The Planted Tank Forum banner
1 - 5 of 5 Posts

·
Registered
Joined
·
425 Posts
Discussion Starter · #1 ·
Hi there everyone,

I have recently moved house and it has come to my attention that a nicely setup aquarium in our hall, just as you come in through the front door, would look fantastic. It has to be something pleasant to look at, medium to high maintenance with quite a simple yet effective aquascape.

The gear

The tank HAS been setup before so i know all the bits and pieces work well and their are no leaks/cracks.

Alright, for starters i have a beautiful 20 Gallon tank, a Fluval filter (Cant quite recall which model as i don't have it on hand right now, could be a Fluval 2?), A hood for the tank which has fairly strong lighting built in (again i'll check later the specifics as it's in a friend's garage), and a heater.

The plan

I have little plans so far apart from i want it to be simple yet beautiful to look at, but also, fauna wise, something a little different to your everyday tetra setup. I thought the best way to put together a good plan was to come here, collect and discuss ideas and then come out with a good, well thought through plan.

The tank is 20 Gallons so we don't have the sky as our limit here, but it's definitley big enough to contain a decent amount of fauna, plants and other pieces of wood or rock.

Speaking of plants, i DO aim to use real plants, but not alot. This really comes back to the simple yet effective idea, where i don't want to overcrowd the tank with the jungle look, just keep it elegant and peaceful.

As i said, i'm completely open to fauna and aquascape ideas as long as they fit to the basic boundaries i discussed above.

So, open to you..

Okay well there is the basic introduction of the tank. Thankyou for taking the time to read thoroughly the details i have described. I will probably try to post a few pictures of the tank and equipment later on, and also post specifics on lighting and heating for anyone interested.

So yeh, throw in any ideas you like and hopefully we can get this thing rolling.

All the best,

LB101.

:fish:
 

·
Registered
Joined
·
235 Posts
Well, what do you like?

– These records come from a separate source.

#[cfg(test)]
mod tests {
    use super::*;
    use crate::font::MonospaceFont;
    use crate::registry::{NewScreen, NewWindow};
    use crate::widgets;

    #[derive(Default)]
    struct Recorder {
        ops: Vec<String>,
        clips: Vec<Rect>,
    }

    impl Renderer for Recorder {
        fn fill_rect(&mut self, rect: Rect, _color: Color) -> Result<()> {
            self.ops.push(format!("fill {rect:?}"));
            Ok(())
        }
        fn fill_vertical_gradient(
            &mut self,
            rect: Rect,
            _top: Color,
            _bottom: Color,
        ) -> Result<()> {
            self.ops.push(format!("gradient {rect:?}"));
            Ok(())
        }
        fn outline_rect(&mut self, rect: Rect, _color: Color) -> Result<()> {
            self.ops.push(format!("outline {rect:?}"));
            Ok(())
        }
        fn line(&mut self, _from: Point, _to: Point, _color: Color) -> Result<()> {
            self.ops.push("line".into());
            Ok(())
        }
        fn text(&mut self, _origin: Point, text: &str, _color: Color) -> Result<()> {
            self.ops.push(format!("text {text}"));
            Ok(())
        }
        fn icon(&mut self, _rect: Rect, icon: IconId) -> Result<()> {
            self.ops.push(format!("icon {}", icon.0));
            Ok(())
        }
        fn texture(&mut self, _rect: Rect, _texture: TextureId) -> Result<()> {
            Ok(())
        }
        fn push_clip(&mut self, rect: Rect) {
            self.clips.push(rect);
        }
        fn pop_clip(&mut self) {
            self.clips.pop();
        }
        fn measure_text(&self, text: &str) -> Size {
            Size::new(text.chars().count() as i32 * 8, 8)
        }
    }

    #[test]
    fn paint_draws_window_title_and_checkbox_icon() {
        let font = MonospaceFont::default();
        let mut registry = Registry::new();
        let screen = registry.open_screen(NewScreen::new(Size::new(320, 200)));
        let window = registry
            .open_window(
                screen,
                NewWindow::new(Rect::new(10, 10, 200, 100)).with_title("Prefs"),
            )
            .unwrap();
        widgets::checkbox(&mut registry, Owner::Window(window), 1, 4, 4, "Sound", true, &font)
            .unwrap();

        let mut recorder = Recorder::default();
        paint(&registry, &mut recorder, &font, 4).unwrap();

        assert!(recorder.ops.contains(&"text Prefs".to_string()));
        assert!(recorder.ops.contains(&format!("icon {}", ICON_CHECKBOX_ON.0)));
        assert!(recorder.ops.contains(&"text Sound".to_string()));
        assert!(recorder.clips.is_empty());
    }

    #[test]
    fn ansi_renderer_clips_text_to_cells() {
        let mut renderer = AnsiRenderer::with_default(Vec::new());
        renderer.push_clip(Rect::new(8, 8, 16, 8));
        renderer
            .text(Point::new(0, 8), "abcd", Color::WHITE)
            .unwrap();
        renderer.pop_clip();
        renderer.finish().unwrap();

        let output = String::from_utf8(renderer.into_inner()).unwrap();
        assert!(!output.contains('a'));
        assert!(output.contains("\x1b[2;2H"));
        assert!(output.contains('b'));
        assert!(output.contains('c'));
        assert!(!output.contains('d'));
    }

    #[test]
    fn ansi_outline_uses_box_drawing() {
        let mut renderer = AnsiRenderer::with_default(Vec::new());
        renderer
            .outline_rect(Rect::new(0, 0, 24, 24), Color::WHITE)
            .unwrap();
        let output = String::from_utf8(renderer.into_inner()).unwrap();
        for glyph in ['┌', '┐', '└', '┘', '│', '─'] {
            assert!(output.contains(glyph), "missing {glyph}");
        }
        assert_eq!(renderer_measure("ab"), Size::new(16, 8));
    }

    fn renderer_measure(text: &str) -> Size {
        AnsiRenderer::with_default(Vec::new()).measure_text(text)
    }
}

The plants will depend on the light you have so can't really say much there.

I like the look of schools of fish so would opt for a large school of smallish fish, tetras, neons, or cardinals, black neons, bloodfins, white clouds or a bit bigger fish like the columbian tetra or bleeding heart.

The other option is to get a pair or just one or two larger show piece fish like angels, or a pair of rams, kribs. Though in a high traffic area I would opt for the openness of a large school.

With schooling fish keep the center of the tank open and decorate the sides and back for a nice open look. You could do a dark gravel, neons and columbians from my experience look awesome in this setting.

Good luck. Kara
 

·
Registered
Joined
·
21,012 Posts
With a 20 gallon tank you will probably find that small fish, such as Kara recommended, will work the best. Another very nice schooling fish is the rasbora family. Unfortunately, you will need to start the tank with a lot more plants than you probably want, and fast growing ones. This is to provide enough plants to quickly consume any ammonia that the tank generates as it cycles, avoiding bad algae outbreaks. After a few months you can replace those plants a few at a time, with plants you really want, and the quantity you like best. Even then, you really need to have a lot of plants as opposed to very few plants. Small leaf plants will look best too, such as Rotala rotundifola varieties and HC.
 

·
Registered
Joined
·
425 Posts
Discussion Starter · #4 ·
Thankyou so far for your great advice. Rasboras are certainly one area i have never approached and so it may be exciting to try something new.

What I'm going to probably do is get the tank all set up, maybe check for leaks once more incase it got damaged as it has been travelling about places..

Then i'll make my first trip and buy some dark coloured gravel. I want it to look very natural, nothing can look fake or tacky. I'll also probably get hold of some filter sponges and some decor.

Now the big question is.. rocks or wood? Pros and cons of both? I'm not sure i want a mix of both, i'd rather stick to one or the other.

I'm at an advantage as i have loads of ferts and all the other bits like water conditioners left over from my two old setups i had in my old house.

So once i've decided wood or rock, i'll carry out stage one and move on to stage two: choosing/selecting and buying the plants.....

Thanks again for the input so far,

LB101

:fish:
 

·
Registered
Joined
·
21,012 Posts
Rocks vs wood is just a personal preference issue. I'm using rocks now, but use wood in my nano. Wood collects a bit more algae, like BBA, but I think it looks better when well done. Rocks are easier to keep clean, and easier to find the right kind (my opinion, only). If you use rocks you need to avoid carbonate type rocks like limestone. If you use wood you need to avoid green wood and rotted or fungus infested wood. Making that choice is one of the pleasures of setting up a tank.